La sentinelle, protection idéale contre les virus coquilles, n'est toutefois pas un antivirus. Vous pouvez, si le coeur vous en dit, la rendre telle en ajoutant les routines que bon vous semblera au programme. Par exemple, vous pouvez activer le drapeau DISKREMOVE de la fenêtre afin d'être prévenu de l'insertion d'une disquette et de pouvoir aller tester son bloc d'amorce, etc. Toutefois, donner libre cours à sa paresse n'est pas vraiment désagréable.

Les VirusX de Steve Tibett étant très bien programmés, je me permets de vous recommander d'en utiliser la dernière version conjointement avec la sentinelle. Ces deux programmes sont tous les deux en état d'attente et leur présence ne se remarque même pas du point de vue du ralentissement de l'ordinateur.
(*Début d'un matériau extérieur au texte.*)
//! The world: entities, their components and the families watching them.

use std::any::type_name;

use tracing::trace;

use crate::bits::BitSet;
use crate::builder::EntityBuilder;
use crate::component::{Component, ComponentTypeID};
use crate::config::WorldConfig;
use crate::entity::{EntityID, EntityTable};
use crate::error::WorldError;
use crate::family::{FamilyID, FamilyRegistry, FamilySpec, FamilyView};
use crate::mapper::Mapper;
use crate::store::{ComponentStore, ComponentTable};

/// A World owns every entity, component store and family.
///
/// All operations are synchronous: by the time a call returns, every
/// component bit set, store and family reflects it.
///
/// Component changes are applied in a fixed order. The entity's component
/// bits are updated first, then the store notifies the families subscribed to
/// it. Destroying an entity removes its components one at a time in that
/// order before the entity is dropped from every family and its slot freed.
pub struct World {
    config: WorldConfig,
    components: ComponentTable,
    entities: EntityTable,
    families: FamilyRegistry,
}

impl World {
    /// Create a new world with the default config.
    pub fn new() -> World {
        World::with_config(WorldConfig::default())
    }

    /// Create a new world with the given config.
    pub fn with_config(config: WorldConfig) -> World {
        World {
            config,
            components: ComponentTable::new(
                config.initial_component_capacity,
                config.initial_entity_capacity),
            entities: EntityTable::with_capacity(config.initial_entity_capacity),
            families: FamilyRegistry::new(config.initial_entity_capacity),
        }
    }

    /// Return the config this world was created with.
    pub fn config(&self) -> &WorldConfig {
        &self.config
    }

    /// Return the `ComponentTypeID` of `T`, registering it on first use.
    pub fn register<T: Component>(&mut self) -> ComponentTypeID {
        self.components.register::<T>()
    }

    /// Get the component stores of this world.
    pub fn components(&self) -> &ComponentTable {
        &self.components
    }

    /// Get the store for `T` if it has been registered.
    pub fn store<T: Component>(&self) -> Option<&ComponentStore<T>> {
        self.components.store::<T>()
    }

    /// Create a new entity with no components.
    pub fn spawn(&mut self) -> EntityID {
        let entity = self.entities.allocate();
        self.families.entity_created(entity.index() as usize, &BitSet::new());
        trace!(%entity, "spawned entity");
        entity
    }

    /// Create a new entity and attach the builder's components in order.
    ///
    /// Each component is attached as its own change, so families observe the
    /// entity gaining components one by one. If any component cannot be
    /// attached the entity is destroyed again and the error returned.
    pub fn create(&mut self, builder: EntityBuilder) -> Result<EntityID, WorldError> {
        let entity = self.spawn();
        if let Err(err) = builder.build(self, entity) {
            self.destroy(entity)?;
            return Err(err);
        }

        Ok(entity)
    }

    /// Destroy an entity, detaching all of its components.
    ///
    /// Fails with `UnknownEntity` if the entity is not alive.
    pub fn destroy(&mut self, entity: EntityID) -> Result<(), WorldError> {
        let bits = self.entities.component_bits_mut(entity)
            .ok_or(WorldError::UnknownEntity(entity))?;

        while let Some(bit) = bits.first() {
            let store = self.components.erased_mut(ComponentTypeID::new(bit));
            debug_assert!(store.is_some(), "component bit {} has no store", bit);
            match store {
                Some(store) => store.detach(entity, bits, &mut self.families)?,
                None => { bits.remove(bit); }
            }
        }

        self.families.entity_destroyed(entity.index() as usize);
        self.entities.free(entity);
        trace!(%entity, "destroyed entity");
        Ok(())
    }

    /// Returns true if the entity is alive in this world.
    pub fn contains(&self, entity: EntityID) -> bool {
        self.entities.contains(entity)
    }

    /// Iterate over every live entity.
    pub fn entities(&self) -> impl Iterator<Item=EntityID> + '_ {
        self.entities.iter()
    }

    /// Return the number of live entities.
    pub fn len(&self) -> usize {
        self.entities.len()
    }

    /// Returns true if there are no live entities.
    pub fn is_empty(&self) -> bool {
        self.entities.is_empty()
    }

    /// Get the component bits of an entity.
    ///
    /// Bit `i` is set when the entity holds the component with ID `i`.
    pub fn component_bits(&self, entity: EntityID) -> Result<&BitSet, WorldError> {
        self.entities.component_bits(entity)
            .ok_or(WorldError::UnknownEntity(entity))
    }

    /// List the component types attached to an entity.
    pub fn component_types(&self, entity: EntityID) -> Result<Vec<ComponentTypeID>, WorldError> {
        let bits = self.component_bits(entity)?;
        Ok(bits.iter().map(ComponentTypeID::new).collect())
    }

    /// Attach a component to an entity.
    ///
    /// The instance comes from the store's pool when possible, reset to a
    /// neutral state, and is then passed to `init`.
    pub fn add<T, F>(&mut self, entity: EntityID, init: F) -> Result<&mut T, WorldError>
        where T: Component, F: FnOnce(&mut T)
    {
        self.add_at(None, entity, init)
    }

    /// Attach a component with its default value to an entity.
    pub fn add_default<T: Component>(&mut self, entity: EntityID) -> Result<&mut T, WorldError> {
        self.add_at(None, entity, |_: &mut T| {})
    }

    /// Detach a component from an entity, returning it to its store's pool.
    pub fn remove<T: Component>(&mut self, entity: EntityID) -> Result<(), WorldError> {
        self.remove_at::<T>(None, entity)
    }

    /// Get a component of an entity.
    pub fn get<T: Component>(&self, entity: EntityID) -> Result<&T, WorldError> {
        self.get_at(None, entity)
    }

    /// Get a component of an entity mutably.
    pub fn get_mut<T: Component>(&mut self, entity: EntityID) -> Result<&mut T, WorldError> {
        self.get_mut_at(None, entity)
    }

    /// Returns true if the entity is alive and has a `T`.
    pub fn has<T: Component>(&self, entity: EntityID) -> bool {
        self.has_at::<T>(None, entity)
    }

    /// Return the number of pooled instances of `T`.
    pub fn pool_len<T: Component>(&self) -> usize {
        self.store::<T>().map_or(0, ComponentStore::pool_len)
    }

    /// Create a typed accessor for `T`, registering it on first use.
    pub fn mapper<T: Component>(&mut self) -> Mapper<T> {
        Mapper::new(self.register::<T>())
    }

    /// Return the family matching `spec`.
    ///
    /// The first request for a predicate creates the family, fills it from
    /// the live entities and subscribes it to the stores of every type it
    /// mentions. Later requests for the same predicate return the same ID.
    pub fn build_family(&mut self, spec: &FamilySpec) -> FamilyID {
        let masks = spec.resolve(&mut self.components);
        let component_types = masks.component_types();
        let (id, created) = self.families.get_or_insert(masks, &self.entities);

        if created {
            for bit in component_types.iter() {
                if let Some(store) = self.components.erased_mut(ComponentTypeID::new(bit)) {
                    store.subscribe(id);
                }
            }
        }

        id
    }

    /// View the current members of a family.
    pub fn family(&self, id: FamilyID) -> Result<FamilyView<'_>, WorldError> {
        match self.families.get(id) {
            Some(family) => Ok(FamilyView::new(family, &self.entities)),
            None => Err(WorldError::UnknownFamily(id)),
        }
    }

    /// Return the number of distinct families built so far.
    pub fn family_count(&self) -> usize {
        self.families.len()
    }

    pub(crate) fn add_at<T, F>(
        &mut self,
        hint: Option<ComponentTypeID>,
        entity: EntityID,
        init: F,
    ) -> Result<&mut T, WorldError>
        where T: Component, F: FnOnce(&mut T)
    {
        let bits = self.entities.component_bits_mut(entity)
            .ok_or(WorldError::UnknownEntity(entity))?;
        let store = self.components.store_or_insert::<T>(hint)
            .ok_or(WorldError::MissingComponent {
                entity,
                component: type_name::<T>(),
            })?;
        store.add(entity, bits, &mut self.families, init)
    }

    pub(crate) fn remove_at<T: Component>(
        &mut self,
        hint: Option<ComponentTypeID>,
        entity: EntityID,
    ) -> Result<(), WorldError> {
        let bits = self.entities.component_bits_mut(entity)
            .ok_or(WorldError::UnknownEntity(entity))?;

        match self.components.store_at_mut::<T>(hint) {
            Some(store) => store.remove(entity, bits, &mut self.families),
            None => Err(WorldError::MissingComponent {
                entity,
                component: type_name::<T>(),
            }),
        }
    }

    pub(crate) fn get_at<T: Component>(
        &self,
        hint: Option<ComponentTypeID>,
        entity: EntityID,
    ) -> Result<&T, WorldError> {
        if !self.entities.contains(entity) {
            return Err(WorldError::UnknownEntity(entity));
        }

        self.components.store_at::<T>(hint)
            .and_then(|store| store.get(entity))
            .ok_or(WorldError::MissingComponent {
                entity,
                component: type_name::<T>(),
            })
    }

    pub(crate) fn get_mut_at<T: Component>(
        &mut self,
        hint: Option<ComponentTypeID>,
        entity: EntityID,
    ) -> Result<&mut T, WorldError> {
        if !self.entities.contains(entity) {
            return Err(WorldError::UnknownEntity(entity));
        }

        self.components.store_at_mut::<T>(hint)
            .and_then(|store| store.get_mut(entity))
            .ok_or(WorldError::MissingComponent {
                entity,
                component: type_name::<T>(),
            })
    }

    pub(crate) fn has_at<T: Component>(&self, hint: Option<ComponentTypeID>, entity: EntityID) -> bool {
        self.entities.contains(entity)
            && self.components.store_at::<T>(hint).map_or(false, |store| store.has(entity))
    }
}

impl Default for World {
    fn default() -> World {
        World::new()
    }
}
Par contre, cette combinaison est remarquablement efficace car à ce jour pas un virus n'a pu me faire le moindre dégât et pourtant ce n'est pas faute d'avoir essayé.

Rien ne doit passer

C'est pour cela que la sentinelle vous tuera impitoyablement le RAD: que vous auriez décidé d'installer. Vous pouvez très facilement modifier la sentinelle si vous voulez qu'elle ne tue pas le RAD: car celui-ci s'installe toujours à la même adresse. Toutefois, vous risquez ainsi de laisser passer un virus qui "imiterait" le RAD:...
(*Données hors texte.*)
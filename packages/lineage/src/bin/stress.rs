use std::time::Instant;

use lineage::{CommandBuffer, component, EntityBuilder, FamilySpec, World, WorldConfig};
use tracing::info;
use tracing_subscriber::EnvFilter;

#[derive(Debug, Clone, Copy, Default)]
pub struct MyComponent(i32);

#[derive(Debug, Clone, Copy, Default)]
pub struct Marked;

component!(MyComponent, Marked);

fn main() -> Result<(), lineage::WorldError> {
    tracing_subscriber::fmt()
        .with_env_filter(EnvFilter::from_default_env())
        .init();

    let mut world = World::with_config(WorldConfig::new().with_entity_capacity(4096));
    let plain = world.build_family(&FamilySpec::new()
        .all_of::<MyComponent>()
        .none_of::<Marked>());
    let marked = world.build_family(&FamilySpec::new().all_of::<Marked>());
    let mut to_delete = Vec::new();

    let start = Instant::now();
    for round in 0..8 {
        let mut command_buffer = CommandBuffer::new();

        for entity in to_delete.drain(..) {
            command_buffer.destroy(entity);
        }

        for idx in 0..512 {
            let entity = world.create(EntityBuilder::new()
                .with(move |c: &mut MyComponent| c.0 = idx))?;

            if idx % 12 == 11 {
                command_buffer.add_default::<Marked>(entity);
                to_delete.push(entity);
            }
        }

        command_buffer.apply(&mut world)?;
        info!(
            round,
            entities = world.len(),
            plain = world.family(plain)?.len(),
            marked = world.family(marked)?.len(),
            pooled = world.pool_len::<MyComponent>(),
            "round complete");
    }

    println!("{} entities in {:?}", world.len(), start.elapsed());
    Ok(())
}
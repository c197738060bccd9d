//! Errors reported by world operations.

use thiserror::Error;

use crate::entity::EntityID;
use crate::family::FamilyID;

/// Errors that can occur while mutating or querying a `World`.
///
/// A failed operation leaves the world exactly as it was before the call.
#[derive(Debug, Clone, PartialEq, Eq, Error)]
pub enum WorldError {
    /// The entity already carries a component of this type.
    #[error("{entity} already has component {component}")]
    ComponentAlreadyExists {
        entity: EntityID,
        component: &'static str,
    },

    /// The entity does not carry a component of this type.
    #[error("{entity} has no component {component}")]
    MissingComponent {
        entity: EntityID,
        component: &'static str,
    },

    /// The entity was destroyed or was never created by this world.
    #[error("{0} does not exist")]
    UnknownEntity(EntityID),

    /// The family was not built by this world.
    #[error("{0:?} is not registered with this world")]
    UnknownFamily(FamilyID),
}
Mise en oeuvre de la sentinelle

C'est un programme assembleur qui pourra être lancé à partir du Workbench à condition d'ajouter : include "misc/easystart.i" à la suite des autres instructions include. Néanmoins, il est plus intéressant de pouvoir le lancer en tâche de fond à partir d'un CLI et donc dans une startup-sequence. Pour cela, vous devrez relier les programmes sentinelle.c, sentinelle-asm et le cback du Lattice C ensemble. Je vous expliquerai prochainement comment lancer un programme assembleur en le décrochant du CLI, mais il y a là matière à un article entier. C'est tout pour cette année.